--- START ---
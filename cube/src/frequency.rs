//! The user-defined frequency axis and nearest-bin rebinning.

use crate::error::{Error, Result};

/// Upper bound on the number of bins of an axis.
const MAX_BINS: usize = 1 << 24;

/// Evenly spaced frequency bins (MHz) over the half-open span `[start, stop)`.
#[derive(Clone, Debug, PartialEq)]
pub struct FrequencyAxis {
    step: f64,
    bins: Vec<f64>,
}

impl FrequencyAxis {
    /// Bins `start + i × step` for every `i` keeping the value below `stop`.
    pub fn new(start_mhz: f64, stop_mhz: f64, step_mhz: f64) -> Result<Self> {
        let finite = start_mhz.is_finite() && stop_mhz.is_finite() && step_mhz.is_finite();
        if !finite || start_mhz <= 0.0 || stop_mhz <= 0.0 {
            return Err(Error::InvalidFrequencyRange(format!(
                "frequencies must be positive, got {} to {} MHz",
                start_mhz, stop_mhz
            )));
        }

        if start_mhz >= stop_mhz {
            return Err(Error::InvalidFrequencyRange(format!(
                "start {} MHz is not below stop {} MHz",
                start_mhz, stop_mhz
            )));
        }

        if step_mhz <= 0.0 {
            return Err(Error::InvalidFrequencyRange(format!(
                "step must be positive, got {} MHz",
                step_mhz
            )));
        }

        let ratio = ((stop_mhz - start_mhz) / step_mhz).ceil();
        if !(ratio >= 1.0 && ratio <= MAX_BINS as f64) {
            return Err(Error::InvalidFrequencyRange(format!(
                "step {} MHz gives {} bins from {} to {} MHz, expected 1 to {}",
                step_mhz, ratio, start_mhz, stop_mhz, MAX_BINS
            )));
        }

        let count = ratio as usize;
        let bins = (0..count)
            .map(|i| start_mhz + i as f64 * step_mhz)
            .collect();

        Ok(Self {
            step: step_mhz,
            bins,
        })
    }

    pub fn len(&self) -> usize {
        self.bins.len()
    }

    pub fn is_empty(&self) -> bool {
        self.bins.is_empty()
    }

    /// Bin spacing (MHz).
    pub fn step(&self) -> f64 {
        self.step
    }

    /// Bin centre values (MHz).
    pub fn values(&self) -> &[f64] {
        &self.bins
    }

    /// Index of the bin closest to `frequency_mhz`; see [`nearest_bin`].
    pub fn nearest_bin(&self, frequency_mhz: f64) -> usize {
        nearest_bin(frequency_mhz, &self.bins)
    }

    /// Index of the bin closest to a queried frequency, refusing frequencies
    /// outside the span of the axis.
    pub fn bin_for_query(&self, frequency_mhz: f64) -> Result<usize> {
        let first = self.bins[0];
        let last = self.bins[self.bins.len() - 1];
        if !(frequency_mhz >= first && frequency_mhz <= last) {
            return Err(Error::InvalidInput(format!(
                "{} MHz lies outside the frequency axis {} to {} MHz",
                frequency_mhz, first, last
            )));
        }

        Ok(self.nearest_bin(frequency_mhz))
    }
}

/// Index of the axis value closest to `frequency`.
///
/// The axis must be non-empty and increasing. When two bins are equally close
/// the first one wins. Runs a binary search, then compares the two neighbours.
pub fn nearest_bin(frequency: f64, axis: &[f64]) -> usize {
    let above = axis.partition_point(|&f| f < frequency);
    if above == 0 {
        return 0;
    }
    if above == axis.len() {
        return axis.len() - 1;
    }

    let below = above - 1;
    if frequency - axis[below] <= axis[above] - frequency {
        below
    } else {
        above
    }
}

#[cfg(test)]
mod tests {
    use super::*;
    use approx::assert_abs_diff_eq;

    #[test]
    fn axis_is_half_open() {
        let axis = FrequencyAxis::new(89.8, 90.3, 0.2).unwrap();
        assert_eq!(axis.len(), 3);
        assert_abs_diff_eq!(axis.values()[0], 89.8, epsilon = 1e-12);
        assert_abs_diff_eq!(axis.values()[1], 90.0, epsilon = 1e-12);
        assert_abs_diff_eq!(axis.values()[2], 90.2, epsilon = 1e-12);

        let axis = FrequencyAxis::new(1.0, 4.0, 1.0).unwrap();
        assert_eq!(axis.values(), &[1.0, 2.0, 3.0]);
    }

    #[test]
    fn default_fm_band() {
        let axis = FrequencyAxis::new(55.0, 110.0, 0.244).unwrap();
        assert_eq!(axis.len(), 226);
        assert!(axis.values()[225] < 110.0);
    }

    #[test]
    fn bad_ranges() {
        for &(a, b, s) in &[(90.0, 80.0, 0.1), (90.0, 90.0, 0.1), (-1.0, 80.0, 0.1), (80.0, 90.0, 0.0), (80.0, 90.0, -0.2)] {
            match FrequencyAxis::new(a, b, s) {
                Err(Error::InvalidFrequencyRange(_)) => {}
                other => panic!("({}, {}, {}) gave {:?}", a, b, s, other),
            }
        }
    }

    #[test]
    fn degenerate_bin_counts() {
        // the span is so small against the step that the ratio underflows to zero
        match FrequencyAxis::new(1.0, 1.000_000_000_000_000_2, 1e308) {
            Err(Error::InvalidFrequencyRange(_)) => {}
            other => panic!("got {:?}", other),
        }

        // and far too many bins
        assert!(FrequencyAxis::new(1.0, 1e300, 1e-300).is_err());
        assert!(FrequencyAxis::new(55.0, 110.0, 1e-9).is_err());

        // a step wider than the span still gives one bin
        assert_eq!(FrequencyAxis::new(88.0, 108.0, 50.0).unwrap().values(), &[88.0]);
    }

    #[test]
    fn nearest_and_clamped() {
        let axis = [1.0, 2.0, 3.0, 4.0];
        assert_eq!(nearest_bin(2.2, &axis), 1);
        assert_eq!(nearest_bin(2.7, &axis), 2);
        assert_eq!(nearest_bin(3.0, &axis), 2);
        assert_eq!(nearest_bin(-10.0, &axis), 0);
        assert_eq!(nearest_bin(99.0, &axis), 3);
    }

    #[test]
    fn ties_go_to_the_first_bin() {
        let axis = [1.0, 2.0, 3.0, 4.0];
        assert_eq!(nearest_bin(1.5, &axis), 0);
        assert_eq!(nearest_bin(2.5, &axis), 1);
        assert_eq!(nearest_bin(3.5, &axis), 2);
    }

    #[test]
    fn matches_linear_scan() {
        let axis = FrequencyAxis::new(87.5, 108.0, 0.244).unwrap();
        let mut f = 80.0;
        while f < 115.0 {
            let mut best = 0;
            for (i, &b) in axis.values().iter().enumerate() {
                if (f - b).abs() < (f - axis.values()[best]).abs() {
                    best = i;
                }
            }
            assert_eq!(axis.nearest_bin(f), best, "{} MHz", f);
            f += 0.0371;
        }
    }

    #[test]
    fn queries_outside_the_axis_are_refused() {
        let axis = FrequencyAxis::new(88.0, 108.0, 0.5).unwrap();
        assert_eq!(axis.bin_for_query(88.0).unwrap(), 0);
        assert_eq!(axis.bin_for_query(100.1).unwrap(), 24);
        assert!(axis.bin_for_query(87.9).is_err());
        assert!(axis.bin_for_query(107.6).is_err());
    }
}
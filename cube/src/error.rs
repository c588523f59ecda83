//! Errors raised while building an interference cube.
//!
//! Parameter problems are detected once, when settings are validated, and are
//! never recovered. The only recoverable kind is a damaged elevation cache,
//! which the pipeline answers by recomputing.

use std::io;
use std::path::PathBuf;
use thiserror::Error;

/// Result type for cube operations.
pub type Result<T> = std::result::Result<T, Error>;

/// Everything that can go wrong between settings and a finished cube.
#[derive(Debug, Error)]
pub enum Error {
    /// Tessellation resolution is not a positive power of two.
    #[error("invalid resolution {0}: nside must be a positive power of two no larger than 2^29")]
    InvalidResolution(i64),

    /// Altitude bounds or count make no sense.
    #[error("invalid altitude range: {0}")]
    InvalidAltitudeRange(String),

    /// Frequency axis bounds or step make no sense.
    #[error("invalid frequency range: {0}")]
    InvalidFrequencyRange(String),

    /// Beam pattern name is neither of the two analytic shapes.
    #[error("unknown beam pattern {0:?}, expected \"cos square\" or \"sin square\"")]
    UnknownBeamPattern(String),

    /// No transmitters left to aggregate.
    #[error("transmitter table is empty")]
    EmptyTransmitterTable,

    /// Elevation cache file exists but cannot be used.
    #[error("elevation cache {path} is unusable: {reason}")]
    CacheCorruption { path: PathBuf, reason: String },

    /// A numeric input is outside its physical domain.
    #[error("invalid input: {0}")]
    InvalidInput(String),

    /// A query index lies outside the cube.
    #[error("{axis} index {index} out of range (length {len})")]
    OutOfRange {
        axis: &'static str,
        index: usize,
        len: usize,
    },

    /// Configuration text could not be parsed.
    #[error("configuration error: {0}")]
    Config(String),

    /// Transmitter database could not be parsed.
    #[error("transmitter database error: {0}")]
    Csv(#[from] csv::Error),

    /// Filesystem failure outside the cache recovery path.
    #[error("I/O error: {0}")]
    Io(#[from] io::Error),
}

impl Error {
    /// Whether the pipeline may recover from this error on its own.
    pub fn is_recoverable(&self) -> bool {
        matches!(self, Error::CacheCorruption { .. })
    }

    pub(crate) fn cache(path: impl Into<PathBuf>, reason: impl Into<String>) -> Self {
        Error::CacheCorruption {
            path: path.into(),
            reason: reason.into(),
        }
    }
}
--- END ---
Return nothing but the lines from the start of the listing above through the line containing "pub fn len(&self)", exactly as given.

**Answer section:**
filename cube/src/frequency.rs
//! The user-defined frequency axis and nearest-bin rebinning.

use crate::error::{Error, Result};

/// Upper bound on the number of bins of an axis.
const MAX_BINS: usize = 1 << 24;

/// Evenly spaced frequency bins (MHz) over the half-open span `[start, stop)`.
#[derive(Clone, Debug, PartialEq)]
pub struct FrequencyAxis {
    step: f64,
    bins: Vec<f64>,
}

impl FrequencyAxis {
    /// Bins `start + i × step` for every `i` keeping the value below `stop`.
    pub fn new(start_mhz: f64, stop_mhz: f64, step_mhz: f64) -> Result<Self> {
        let finite = start_mhz.is_finite() && stop_mhz.is_finite() && step_mhz.is_finite();
        if !finite || start_mhz <= 0.0 || stop_mhz <= 0.0 {
            return Err(Error::InvalidFrequencyRange(format!(
                "frequencies must be positive, got {} to {} MHz",
                start_mhz, stop_mhz
            )));
        }

        if start_mhz >= stop_mhz {
            return Err(Error::InvalidFrequencyRange(format!(
                "start {} MHz is not below stop {} MHz",
                start_mhz, stop_mhz
            )));
        }

        if step_mhz <= 0.0 {
            return Err(Error::InvalidFrequencyRange(format!(
                "step must be positive, got {} MHz",
                step_mhz
            )));
        }

        let ratio = ((stop_mhz - start_mhz) / step_mhz).ceil();
        if !(ratio >= 1.0 && ratio <= MAX_BINS as f64) {
            return Err(Error::InvalidFrequencyRange(format!(
                "step {} MHz gives {} bins from {} to {} MHz, expected 1 to {}",
                step_mhz, ratio, start_mhz, stop_mhz, MAX_BINS
            )));
        }

        let count = ratio as usize;
        let bins = (0..count)
            .map(|i| start_mhz + i as f64 * step_mhz)
            .collect();

        Ok(Self {
            step: step_mhz,
            bins,
        })
    }

    pub fn len(&self) -> usize {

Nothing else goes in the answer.